Embora seja difícil medir o número de pessoas que dependem de dinheiro, as pessoas mais velhas, em particular, estão a lutar para pagar as contas digitalmente.
Algumas das pessoas entrevistadas são sem-abrigo ou têm problemas de saúde mental. Outras vivem com um rendimento muito baixo. Os obstáculos que enfrentam são de ordem prática e cultural. Sentem-se como delinquentes, desvalorizados e impedidos de participar em grande parte da vida quotidiana.
Depender de dinheiro na Suécia
Se o dinheiro físico é o único dinheiro que se tem ou o único dinheiro que se consegue gerir sem ajuda, estamos confinados a “bolhas de dinheiro”. O numerário funciona como uma moeda local, isolada do resto da economia.
Na bolha de dinheiro, é possível comprar bens de primeira necessidade e ir a cafés simples, mas não se pode pagar o estacionamento e não se pode pagar as contas sem ajuda.

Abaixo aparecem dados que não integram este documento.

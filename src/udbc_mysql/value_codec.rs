use crate::udbc::value::Value;
use chrono::{Datelike, NaiveDate, NaiveTime, Timelike};
use mysql_async::Value as MyValue;
use rust_decimal::Decimal;

pub fn from_mysql_value(v: &MyValue) -> Value {
    match v {
        MyValue::NULL => Value::Null,
        MyValue::Int(i) => Value::I64(*i),
        // BIGINT UNSIGNED above i64::MAX
        MyValue::UInt(u) => i64::try_from(*u)
            .map(Value::I64)
            .unwrap_or_else(|_| Value::Decimal(Decimal::from(*u))),
        MyValue::Float(f) => Value::F64(*f as f64),
        MyValue::Double(d) => Value::F64(*d),
        MyValue::Bytes(b) => match String::from_utf8(b.clone()) {
            Ok(s) => Value::Str(s),
            Err(_) => Value::Bytes(b.clone()),
        },
        MyValue::Date(y, m, d, h, min, s, micro) => {
            let Some(date) = NaiveDate::from_ymd_opt(*y as i32, *m as u32, *d as u32) else {
                return Value::Null;
            };
            if *h == 0 && *min == 0 && *s == 0 && *micro == 0 {
                Value::Date(date)
            } else {
                date.and_hms_micro_opt(*h as u32, *min as u32, *s as u32, *micro)
                    .map(Value::DateTime)
                    .unwrap_or(Value::Null)
            }
        }
        MyValue::Time(is_neg, days, h, min, s, micro) => {
            let total_h = *days * 24 + (*h as u32);
            match NaiveTime::from_hms_micro_opt(total_h, *min as u32, *s as u32, *micro) {
                Some(t) if !*is_neg => Value::Time(t),
                // Negative or >24h intervals have no NaiveTime representation.
                _ => Value::Str(format!(
                    "{}{}:{:02}:{:02}.{:06}",
                    if *is_neg { "-" } else { "" },
                    total_h,
                    min,
                    s,
                    micro
                )),
            }
        }
    }
}

pub fn to_mysql_value(v: &Value) -> MyValue {
    match v {
        Value::Null => MyValue::NULL,
        Value::Bool(b) => MyValue::Int(*b as i64),
        Value::I32(i) => MyValue::Int(*i as i64),
        Value::I64(i) => MyValue::Int(*i),
        Value::F64(f) => MyValue::Double(*f),
        Value::Str(s) => MyValue::Bytes(s.clone().into_bytes()),
        Value::Bytes(b) => MyValue::Bytes(b.clone()),
        Value::Date(d) => MyValue::Date(d.year() as u16, d.month() as u8, d.day() as u8, 0, 0, 0, 0),
        Value::Time(t) => MyValue::Time(
            false,
            0,
            t.hour() as u8,
            t.minute() as u8,
            t.second() as u8,
            t.nanosecond() / 1000,
        ),
        Value::DateTime(dt) => MyValue::Date(
            dt.year() as u16,
            dt.month() as u8,
            dt.day() as u8,
            dt.hour() as u8,
            dt.minute() as u8,
            dt.second() as u8,
            dt.nanosecond() / 1000,
        ),
        Value::Decimal(d) => MyValue::Bytes(d.to_string().into_bytes()),
    }
}
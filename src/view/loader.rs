//! View identifiers and the deferred loader contract.

use std::fmt;
use std::future::Future;
use std::sync::Arc;

use futures_util::future::BoxFuture;
use serde::{Deserialize, Serialize};
use thiserror::Error;

/// Identifier of a renderable unit.
///
/// The router never inspects what a view is; the rendering collaborator
/// maps identifiers to actual components.
#[derive(Debug, Clone, PartialEq, Eq, Hash, Serialize, Deserialize)]
#[serde(transparent)]
pub struct ViewId(String);

impl ViewId {
    pub fn new(id: impl Into<String>) -> Self {
        Self(id.into())
    }

    pub fn as_str(&self) -> &str {
        &self.0
    }
}

impl fmt::Display for ViewId {
    fn fmt(&self, f: &mut fmt::Formatter<'_>) -> fmt::Result {
        f.write_str(&self.0)
    }
}

impl From<&str> for ViewId {
    fn from(id: &str) -> Self {
        Self(id.to_string())
    }
}

impl From<String> for ViewId {
    fn from(id: String) -> Self {
        Self(id)
    }
}

/// Failure produced by a deferred view loader.
#[derive(Debug, Clone, Error)]
#[error("view load failed: {reason}")]
pub struct ViewLoadError {
    reason: String,
}

impl ViewLoadError {
    pub fn new(reason: impl Into<String>) -> Self {
        Self {
            reason: reason.into(),
        }
    }
}

/// A deferred view source.
///
/// Takes no arguments, produces a [`ViewId`] or fails. The router invokes a
/// loader at most once per route on the happy path; a failed load may be
/// retried by a later navigation.
pub trait ViewLoader: Send + Sync {
    fn load(&self) -> BoxFuture<'static, Result<ViewId, ViewLoadError>>;
}

impl<F, Fut> ViewLoader for F
where
    F: Fn() -> Fut + Send + Sync,
    Fut: Future<Output = Result<ViewId, ViewLoadError>> + Send + 'static,
{
    fn load(&self) -> BoxFuture<'static, Result<ViewId, ViewLoadError>> {
        Box::pin((self)())
    }
}

/// How a route obtains its view.
#[derive(Clone)]
pub enum ViewRef {
    /// View available at table construction time.
    Eager(ViewId),

    /// View produced on first demand by a loader.
    Deferred(Arc<dyn ViewLoader>),
}

impl fmt::Debug for ViewRef {
    fn fmt(&self, f: &mut fmt::Formatter<'_>) -> fmt::Result {
        match self {
            ViewRef::Eager(id) => f.debug_tuple("Eager").field(id).finish(),
            ViewRef::Deferred(_) => f.write_str("Deferred(..)"),
        }
    }
}

#[cfg(test)]
mod tests {
    use super::*;

    #[tokio::test]
    async fn test_closure_loader() {
        let loader = || async { Ok::<ViewId, ViewLoadError>(ViewId::new("Lazy")) };
        let view = loader.load().await.unwrap();
        assert_eq!(view, ViewId::new("Lazy"));
    }

    #[test]
    fn test_view_id_display() {
        assert_eq!(ViewId::new("Home").to_string(), "Home");
        assert_eq!(ViewId::from("Home").as_str(), "Home");
    }
}
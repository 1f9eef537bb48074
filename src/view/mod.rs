//! View resolution subsystem.
//!
//! # Data Flow
//! ```text
//! RouteDef declares a view:
//!     Eager(ViewId)            → resolved immediately on match
//!     Deferred(ViewLoader)     → cache.rs consulted on match
//!
//! Cache miss:
//!     loader.load() invoked (the only suspension point in a navigation)
//!     → success: ViewId cached for the process lifetime
//!     → failure: nothing cached; next navigation retries
//! ```
//!
//! # Design Decisions
//! - Views are opaque identifiers; rendering is an external collaborator
//! - Loaders are invoked at most once per route; success is sticky
//! - Failure is never sticky (no negative caching)

pub mod cache;
pub mod loader;

pub use cache::ViewCache;
pub use loader::{ViewId, ViewLoadError, ViewLoader, ViewRef};
//! Route resolution demo binary.
//!
//! Loads a declarative route table and resolves the paths given on the
//! command line, printing each resolution as JSON. Exits non-zero when
//! any path fails to resolve.

use std::path::PathBuf;
use std::process::ExitCode;

use clap::Parser;

use view_router::config::load_config;
use view_router::observability::init_logging;
use view_router::Router;

#[derive(Parser)]
#[command(name = "view-router")]
#[command(about = "Resolve paths against a declarative route table", long_about = None)]
struct Cli {
    /// Route table file (TOML).
    #[arg(short, long, default_value = "routes.toml")]
    config: PathBuf,

    /// Default log level when RUST_LOG is unset.
    #[arg(long, default_value = "info")]
    log_level: String,

    /// Paths to resolve, in order.
    #[arg(required = true)]
    paths: Vec<String>,
}

#[tokio::main]
async fn main() -> ExitCode {
    let cli = Cli::parse();
    init_logging(&cli.log_level);

    let config = match load_config(&cli.config) {
        Ok(config) => config,
        Err(e) => {
            tracing::error!(path = ?cli.config, error = %e, "failed to load route table");
            return ExitCode::FAILURE;
        }
    };

    tracing::info!(
        path = ?cli.config,
        routes = config.routes.len(),
        strict_match = config.strict_match,
        "route table loaded"
    );

    let router = match Router::from_config(&config) {
        Ok(router) => router,
        Err(errors) => {
            for error in &errors {
                tracing::error!(error = %error, "invalid route table");
            }
            return ExitCode::FAILURE;
        }
    };

    let mut failed = false;
    for path in &cli.paths {
        match router.navigate(path).await {
            Ok(resolved) => match serde_json::to_string_pretty(resolved.as_ref()) {
                Ok(json) => println!("{json}"),
                Err(e) => {
                    tracing::error!(error = %e, "failed to encode resolution");
                    failed = true;
                }
            },
            Err(e) => {
                eprintln!("{path}: {e}");
                failed = true;
            }
        }
    }

    if failed {
        ExitCode::FAILURE
    } else {
        ExitCode::SUCCESS
    }
}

Os voluntários dos grupos comunitários locais dizem que passam a maior parte do tempo a fazer as operações bancárias das pessoas por elas.
Um refugiado ucraniano, que não pode ter uma conta bancária devido ao seu estatuto migratório, estava preocupado com uma conta da clínica local que não tinha meios técnicos para pagar.
Os sem-abrigo que dormem nos carros não podem utilizar os parquímetros sem dinheiro, pelo que surgiu um mercado ilícito onde as pessoas com smartphones e contas bancárias pagam o seu estacionamento a um custo adicional substancial. É caro ser digitalmente pobre.
Os entrevistados sentiram-se deixados para trás numa sociedade que não se preocupa com a sua capacidade de participar. Com um misto de vergonha, raiva e resignação, descreveram as humilhações quotidianas.
Uma mulher poupou para comprar uma prenda para o neto, mas na caixa registadora – com o neto na mão – disseram-lhe que não aceitavam o seu dinheiro. “Senti-me como uma ladra”, disse.
A transição da Suécia para o sistema sem dinheiro
Os suecos são conhecidos por serem adotantes precoces e acríticos da tecnologia – isto tornou-se parte da autoimagem do país. Em 2017, investigadores empresariais previram que o dinheiro vivo seria irrelevante na Suécia em março de 2023. Não foi bem assim, mas quase.
Nos últimos 150 anos, as inovações tecnológicas e o empreendedorismo fizeram com que o país passasse de uma situação de grande pobreza para uma das mais ricas da Europa.
O caso sueco é ainda mais especial devido ao papel omnipresente dos bancos nas infra-estruturas de pagamento e de identificação. Os bancos criaram a aplicação de pagamento Swish, amplamente utilizada, e também emitem a identificação eletrónica necessária para aceder aos serviços públicos, como a administração fiscal e os subsídios de doença, invalidez e desemprego.
Por conseguinte, se não for cliente de um banco, não pode aceder a estes serviços públicos.
Durante a pandemia, o receio de contaminação fez com que o manuseamento de dinheiro físico parecesse um perigo para a saúde. “Odeio dinheiro vivo. É sujo”, como disse um empresário sueco do setor da tecnologia.
A combinação de todos estes fatores conduziu a uma sociedade sueca moderna em que o dinheiro digital é bom e o dinheiro físico é associado ao crime e à sujidade. Para as pessoas que ainda dependem de pagamentos em numerário, este estigma aumenta a sensação de serem excluídas.
Na Suécia, como em muitos outros países, uma economia totalmente sem numerário parece inevitável nos próximos anos. Mas, como constatámos, as pessoas que dependem de dinheiro em numerário devido à pobreza ficam sem meios para se gerirem de forma independente ou mesmo para pagarem as suas contas.
Não se trata apenas de uma questão prática, mas também de uma questão emocional. Há um sentimento de solidão, de perda de comunidade e de ligação humana na economia digital. Como disse um dos entrevistados: “Não é apenas a falta de dinheiro. Sinto que os seres humanos desapareceram. Vivemos como robots; clique aqui, clique ali. A digitalização tornou as pessoas solitárias”.